Boreal peatlands are home to a wide range of species, including many nationally and globally rare plants and lichens. (Photo: Nina Stavlund/Can Geo Photo Club)
By Meg Southee
Read the article published in Canadian Geographic
The beauty of peatlands may be something that requires a bit of time to appreciate — the subtle colours and contours, the rich tannins of pooled water, the delicate foliage and flowers of low-lying plants and grasses. But we should all appreciate what peatlands do for us.
That's a little easier today, thanks to a new visual story map created by WCS Canada that highlights the huge importance of these areas for climate control, wildlife and people. WCS wants people to see the tremendous beauty and diversity of these areas, while deepening their understanding of their importance. And one of the most important things they do is store carbon.
One square metre of peatland in northern Canada has around five times the amount of carbon found in one square metre of tropical rainforest in the Amazon. Globally, it’s estimated that peatlands store upward of 550 billion tonnes of soil organic carbon, about 30 per cent of the carbon stored in all the world’s soils. Of this, approximately 25 per cent (150 billion tonnes) is stored in Canada’s northern peatlands and forest soils.
These vast carbon-rich landscapes are a big piece of Canada’s geography — peatlands cover over 1.1 million square kilometres or approximately 12 per cent of the country. And the huge amounts of carbon stored in northern peatlands can be locked in for centuries — up to 7,000 years. In comparison, rainforests mostly store carbon above ground and release their carbon over about 100 to 500 years.
This long-term storage of carbon in Canada’s peatlands may not continue, however, if climate change and human development continue to disturb critical areas, such as the vast Hudson Bay Lowlands in Ontario and Quebec, unchecked. When peatlands are disturbed, carbon can be released quickly, making them a carbon source instead of a carbon sink.
Rising global temperatures have led to rapid thawing of permafrost, which is altering carbon-storage dynamics in peatlands, including increasing the amount of carbon dioxide and methane being released. On the other hand, as new unfrozen peatlands form, more carbon may be taken from the atmosphere due to increased plant growth. So understanding how climate change is going to affect the ongoing carbon balance in these vast carbon storehouses will need continuing research.
What’s clearer is the impact of human development on peatlands. When mining projects or other developments lead to the draining of peatlands, the peat dries out and becomes more susceptible to fire, which can release huge amounts of greenhouse gases. These fires can linger, smoldering below the surface for years before emerging again as permafrost thaws.

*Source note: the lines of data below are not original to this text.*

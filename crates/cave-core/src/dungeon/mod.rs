//! Board system
//!
//! Contains the space (tile) types, map descriptions and the board grid.

mod board;
mod map;
mod position;
mod space;

pub use board::Board;
pub use map::MapDescription;
pub use position::{Direction, Position};
pub use space::{Space, SpaceKind};
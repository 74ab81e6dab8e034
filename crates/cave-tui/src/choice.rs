//! Menu prompts for the full-screen front end
//!
//! While a command runs, the core may ask the player to pick between options
//! (take the pickaxe, mine the rocks). [`TerminalChooser`] answers those
//! prompts by drawing a [`ChoicePopup`] over the last frame and blocking on
//! key events until the player decides.

use std::io;

use crossterm::event::{self, Event, KeyCode, KeyEvent, KeyEventKind};
use ratatui::Terminal;
use ratatui::backend::Backend;
use ratatui::buffer::Buffer;

use cave_core::action::ChoiceProvider;

use crate::theme::Theme;
use crate::widgets::ChoiceWidget;

/// Cursor-driven menu state
#[derive(Debug, Clone, PartialEq, Eq)]
pub struct ChoicePopup {
    prompt: String,
    notes: Vec<String>,
    options: Vec<String>,
    cursor: usize,
}

impl ChoicePopup {
    pub fn new(prompt: &str, options: &[&str]) -> Self {
        Self::with_options(prompt, options)
    }

    /// Build a menu from anything printable, such as a strum enum iterator
    pub fn with_options<I, T>(prompt: &str, options: I) -> Self
    where
        I: IntoIterator<Item = T>,
        T: ToString,
    {
        Self {
            prompt: prompt.to_string(),
            notes: Vec::new(),
            options: options.into_iter().map(|opt| opt.to_string()).collect(),
            cursor: 0,
        }
    }

    /// Lines shown above the options. A line equal to the prompt is skipped
    /// since it already titles the popup.
    pub fn with_notes(mut self, notes: &[String]) -> Self {
        self.notes = notes
            .iter()
            .filter(|note| **note != self.prompt)
            .cloned()
            .collect();
        self
    }

    pub fn prompt(&self) -> &str {
        &self.prompt
    }

    pub fn notes(&self) -> &[String] {
        &self.notes
    }

    pub fn options(&self) -> &[String] {
        &self.options
    }

    pub fn cursor(&self) -> usize {
        self.cursor
    }

    /// Index of the last option, which is the "do nothing" answer
    pub fn cancel_index(&self) -> usize {
        self.options.len().saturating_sub(1)
    }

    /// Feed a key press; returns the chosen index once the player decides.
    ///
    /// Digits pick an option directly, arrows and Tab move the cursor, Enter
    /// confirms the cursor and Esc picks the last option.
    pub fn handle_key(&mut self, key: KeyEvent) -> Option<usize> {
        if key.kind == KeyEventKind::Release {
            return None;
        }
        let count = self.options.len();
        if count == 0 {
            return Some(0);
        }
        match key.code {
            KeyCode::Up | KeyCode::BackTab => {
                self.cursor = (self.cursor + count - 1) % count;
                None
            }
            KeyCode::Down | KeyCode::Tab => {
                self.cursor = (self.cursor + 1) % count;
                None
            }
            KeyCode::Enter => Some(self.cursor),
            KeyCode::Esc => Some(self.cancel_index()),
            KeyCode::Char(c) => {
                let digit = c.to_digit(10)? as usize;
                (1..=count).contains(&digit).then(|| digit - 1)
            }
            _ => None,
        }
    }
}

/// Where the chooser gets its input from
pub trait EventSource {
    /// Block until the next terminal event
    fn next_event(&mut self) -> io::Result<Event>;
}

/// Reads events from the real terminal
#[derive(Debug, Default, Clone, Copy)]
pub struct CrosstermEvents;

impl EventSource for CrosstermEvents {
    fn next_event(&mut self) -> io::Result<Event> {
        event::read()
    }
}

/// Scripted events, used by tests and replays
impl EventSource for std::vec::IntoIter<Event> {
    fn next_event(&mut self) -> io::Result<Event> {
        self.next()
            .ok_or_else(|| io::Error::new(io::ErrorKind::UnexpectedEof, "no more events"))
    }
}

/// Answers prompts with a popup drawn over `backdrop`
pub struct TerminalChooser<'a, B: Backend, E: EventSource> {
    terminal: &'a mut Terminal<B>,
    events: E,
    backdrop: Buffer,
    theme: Theme,
}

impl<'a, B: Backend, E: EventSource> TerminalChooser<'a, B, E> {
    /// `backdrop` is the last completed frame, usually cloned from the
    /// buffer returned by `Terminal::draw`
    pub fn new(terminal: &'a mut Terminal<B>, events: E, backdrop: Buffer, theme: Theme) -> Self {
        Self {
            terminal,
            events,
            backdrop,
            theme,
        }
    }

    fn run_popup(&mut self, popup: &mut ChoicePopup) -> io::Result<usize> {
        loop {
            let backdrop = &self.backdrop;
            let theme = &self.theme;
            let shown = &*popup;
            self.terminal.draw(|frame| {
                let area = frame.area();
                paint_backdrop(frame.buffer_mut(), backdrop);
                frame.render_widget(ChoiceWidget::new(shown, theme), area);
            })?;

            if let Event::Key(key) = self.events.next_event()?
                && let Some(choice) = popup.handle_key(key)
            {
                return Ok(choice);
            }
        }
    }
}

/// Copy the overlapping part of `backdrop` into `buf`
fn paint_backdrop(buf: &mut Buffer, backdrop: &Buffer) {
    let area = buf.area.intersection(backdrop.area);
    for y in area.top()..area.bottom() {
        for x in area.left()..area.right() {
            buf[(x, y)] = backdrop[(x, y)].clone();
        }
    }
}

impl<B: Backend, E: EventSource> ChoiceProvider for TerminalChooser<'_, B, E> {
    fn choose(&mut self, context: &[String], prompt: &str, options: &[&str]) -> usize {
        let mut popup = ChoicePopup::new(prompt, options).with_notes(context);
        match self.run_popup(&mut popup) {
            Ok(choice) => {
                log::debug!("{:?} -> {:?}", prompt, options.get(choice));
                choice
            }
            Err(e) => {
                log::error!("prompt {:?} aborted: {}", prompt, e);
                popup.cancel_index()
            }
        }
    }
}
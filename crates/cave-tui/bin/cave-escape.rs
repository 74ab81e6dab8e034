//! Cave Escape
//!
//! Main entry point for the game.

use std::fs::OpenOptions;
use std::io;
use std::path::PathBuf;

use clap::{ArgAction, Parser};
use crossterm::{
    event, execute,
    terminal::{EnterAlternateScreen, LeaveAlternateScreen, disable_raw_mode, enable_raw_mode},
};
use ratatui::Terminal;
use ratatui::backend::{Backend, CrosstermBackend};

use cave_core::dungeon::MapDescription;
use cave_core::world::GameConfig;
use cave_tui::{App, CrosstermEvents, PlainUi, TerminalChooser, Theme};

/// Escape the cave before you run out of steps
#[derive(Parser, Debug)]
#[command(name = "cave-escape")]
#[command(author, version, about = "Cave Escape - find the way out!", long_about = None)]
struct Args {
    /// Configuration file (TOML); missing file means defaults
    #[arg(short = 'c', long = "config", default_value = "cave.toml")]
    config: PathBuf,

    /// Map file, overrides the configuration
    #[arg(short = 'm', long = "map")]
    map: Option<PathBuf>,

    /// Steps per round, overrides the configuration
    #[arg(short = 's', long = "steps")]
    steps: Option<u32>,

    /// Line-oriented console mode instead of the full-screen interface
    #[arg(long = "plain")]
    plain: bool,

    /// Log file, overrides the configuration
    #[arg(long = "log-file")]
    log_file: Option<PathBuf>,

    /// More log output (repeat for more)
    #[arg(short = 'v', long = "verbose", action = ArgAction::Count)]
    verbose: u8,

    /// Use colors for a light terminal background
    #[arg(long = "light")]
    light: bool,
}

fn main() -> io::Result<()> {
    let args = Args::parse();

    let mut config = match GameConfig::load_or_default(&args.config) {
        Ok(config) => config,
        Err(e) => {
            eprintln!("{}", e);
            std::process::exit(2);
        }
    };
    apply_overrides(&mut config, &args);

    init_logging(&config, &args);
    log::info!("cave-escape {} starting", env!("CARGO_PKG_VERSION"));
    log::debug!("config: {:?}", config);

    let map = match MapDescription::load_or_default(&config.map_path) {
        Ok(map) => map,
        Err(e) => {
            log::error!("{}", e);
            eprintln!("{}", e);
            std::process::exit(2);
        }
    };

    if args.plain {
        let stdin = io::stdin();
        let mut ui = PlainUi::new(stdin.lock(), io::stdout());
        return ui.run(&config, &map);
    }

    let theme = if args.light { Theme::light() } else { Theme::detect() };

    // Setup terminal
    enable_raw_mode()?;
    let mut stdout = io::stdout();
    execute!(stdout, EnterAlternateScreen)?;
    let backend = CrosstermBackend::new(stdout);
    let mut terminal = Terminal::new(backend)?;

    let result = run_app(&mut terminal, App::new(config, map, theme));

    // Restore terminal
    disable_raw_mode()?;
    execute!(terminal.backend_mut(), LeaveAlternateScreen)?;
    terminal.show_cursor()?;

    result
}

/// Command-line flags win over the configuration file
fn apply_overrides(config: &mut GameConfig, args: &Args) {
    if let Some(map) = &args.map {
        config.map_path = map.clone();
    }
    if let Some(steps) = args.steps {
        config.steps = steps;
    }
    if let Some(log_file) = &args.log_file {
        config.log_file = Some(log_file.clone());
    }
}

/// Draw, read a key, run the command; until the player leaves
fn run_app<B: Backend>(terminal: &mut Terminal<B>, mut app: App) -> io::Result<()> {
    loop {
        let backdrop = terminal.draw(|frame| app.render(frame))?.buffer.clone();

        let event = event::read()?;
        if let Some(command) = app.handle_event(event) {
            let mut chooser = TerminalChooser::new(terminal, CrosstermEvents, backdrop, app.theme());
            app.execute(command, &mut chooser);
        }

        if app.should_quit() {
            log::info!("leaving after {} rounds", app.rounds());
            return Ok(());
        }
    }
}

/// env_logger to the log file when one is configured.
///
/// Plain mode falls back to stderr; the full-screen mode stays silent so the
/// alternate screen is not scribbled over. `RUST_LOG` overrides `-v`.
fn init_logging(config: &GameConfig, args: &Args) {
    let level = match args.verbose {
        0 => log::LevelFilter::Warn,
        1 => log::LevelFilter::Info,
        2 => log::LevelFilter::Debug,
        _ => log::LevelFilter::Trace,
    };

    let mut builder = env_logger::Builder::new();
    builder.filter_level(level);
    builder.parse_default_env();

    match &config.log_file {
        Some(path) => match OpenOptions::new().create(true).append(true).open(path) {
            Ok(file) => {
                builder.target(env_logger::Target::Pipe(Box::new(file)));
                builder.write_style(env_logger::WriteStyle::Never);
            }
            Err(e) => {
                eprintln!("cannot open log file {}: {}", path.display(), e);
                if !args.plain {
                    return;
                }
            }
        },
        None if !args.plain => return,
        None => {}
    }

    if let Err(e) = builder.try_init() {
        eprintln!("logger already initialised: {}", e);
    }
}
//! Player action system
//!
//! Implements player commands and the prompt interface used while acting.

pub mod inspect;
pub mod movement;

pub use crate::dungeon::Direction;

/// Player command types
#[derive(Debug, Clone, Copy, PartialEq, Eq)]
pub enum Command {
    /// Step one space
    Move(Direction),
    /// Examine the current space
    Inspect,
    /// Show carried items
    Inventory,
    /// Give up the round
    Quit,
}

impl Command {
    /// Keys accepted at the command prompt
    pub const VALID_KEYS: &'static str = "WASDwasdEeIiQq";

    /// Parse a command key (case-insensitive).
    ///
    /// `W/A/S/D` move, `E` inspects, `I` shows the inventory, `Q` quits.
    pub fn from_key(key: char) -> Option<Command> {
        if let Some(dir) = Direction::from_key(key) {
            return Some(Command::Move(dir));
        }
        match key.to_ascii_uppercase() {
            'E' => Some(Command::Inspect),
            'I' => Some(Command::Inventory),
            'Q' => Some(Command::Quit),
            _ => None,
        }
    }
}

/// Outcome of performing a single action
#[derive(Debug, Clone, PartialEq, Eq)]
pub enum ActionResult {
    /// Action completed and used a step
    Success,
    /// Action completed without using a step
    NoTime,
    /// Action was not possible
    Failed(String),
    /// Player gave up
    Quit,
}

/// Presents a menu and returns the selected option.
///
/// Front ends implement this to answer the prompts raised while inspecting
/// a space (take the pickaxe, mine the rocks). `context` holds the messages
/// the command produced before asking, in order; the prompt may be among them.
pub trait ChoiceProvider {
    /// Show `options` under `prompt` and return the 0-based index chosen
    fn choose(&mut self, context: &[String], prompt: &str, options: &[&str]) -> usize;

    /// Two-option menu; true when the first option is picked
    fn confirm(&mut self, context: &[String], prompt: &str, accept: &str, decline: &str) -> bool {
        self.choose(context, prompt, &[accept, decline]) == 0
    }
}

/// Choice provider that always answers with the same option
#[derive(Debug, Clone, Copy, Default)]
pub struct FixedChoice(pub usize);

impl ChoiceProvider for FixedChoice {
    fn choose(&mut self, _context: &[String], _prompt: &str, options: &[&str]) -> usize {
        self.0.min(options.len().saturating_sub(1))
    }
}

When peatlands are flooded to create hydroelectric reservoirs, meanwhile, carbon dioxide and the even more powerful greenhouse gas, methane, are released. Currently, the Hudson Bay Lowlands contain some of the last mighty undammed rivers of North America, which transport large quantities of nutrients and organic material to the coast and make the bay’s coastal zone very biodiverse.
These lowlands are home to a great variety of life, including many nationally and globally rare plants and lichens. Species of national conservation concern found here include caribou, wolverines, polar bears, lake sturgeon, red knots and Hudsonian godwits.
The draining or drying out peatlands doesn’t just impact the climate; it also affects the rich abundance of species that rely on these areas. In fact, peatlands play an important role in biodiversity conservation, protection of species at risk, water storage and water purification, and in maintaining air quality.
Peatlands are also part of the traditional territories of many Indigenous Peoples across Canada who remain deeply connected to these places as a basis for their social, community, cultural, and economic values. In fact, First Nations are often playing a central role in conserving these places, through monitoring and stewardship as well as through new Indigenous Protected and Conserved Areas, while also sharing their deep traditional knowledge with scientists.
We have much to gain from properly caring for peatlands and a lot to lose from poorly planned development. The impact of proposed major mining activities and roads in Ontario’s Ring of Fire on peatlands and their carbon storage, water filtration and wildlife habitat functions, for example, need to be examined before we start building roads or mines.
Simply carrying on with business as usual in these highly sensitive areas could quickly compromise these irreplaceable values and unlock vast amounts of carbon — the last thing our atmosphere needs right now. And as we have seen with the current COVID-19 crisis, disturbing wild areas can have serious unintended consequences. We need to better appreciate how the health of these places is tied to our health.
We really do owe peatlands a little more respect.
Meg Southee is a GIS Analyst and Spatial Data Manager for WCS Canada who has created a number of story maps over the years displaying important maps and associated information for WCS’ work in Ontario in particular.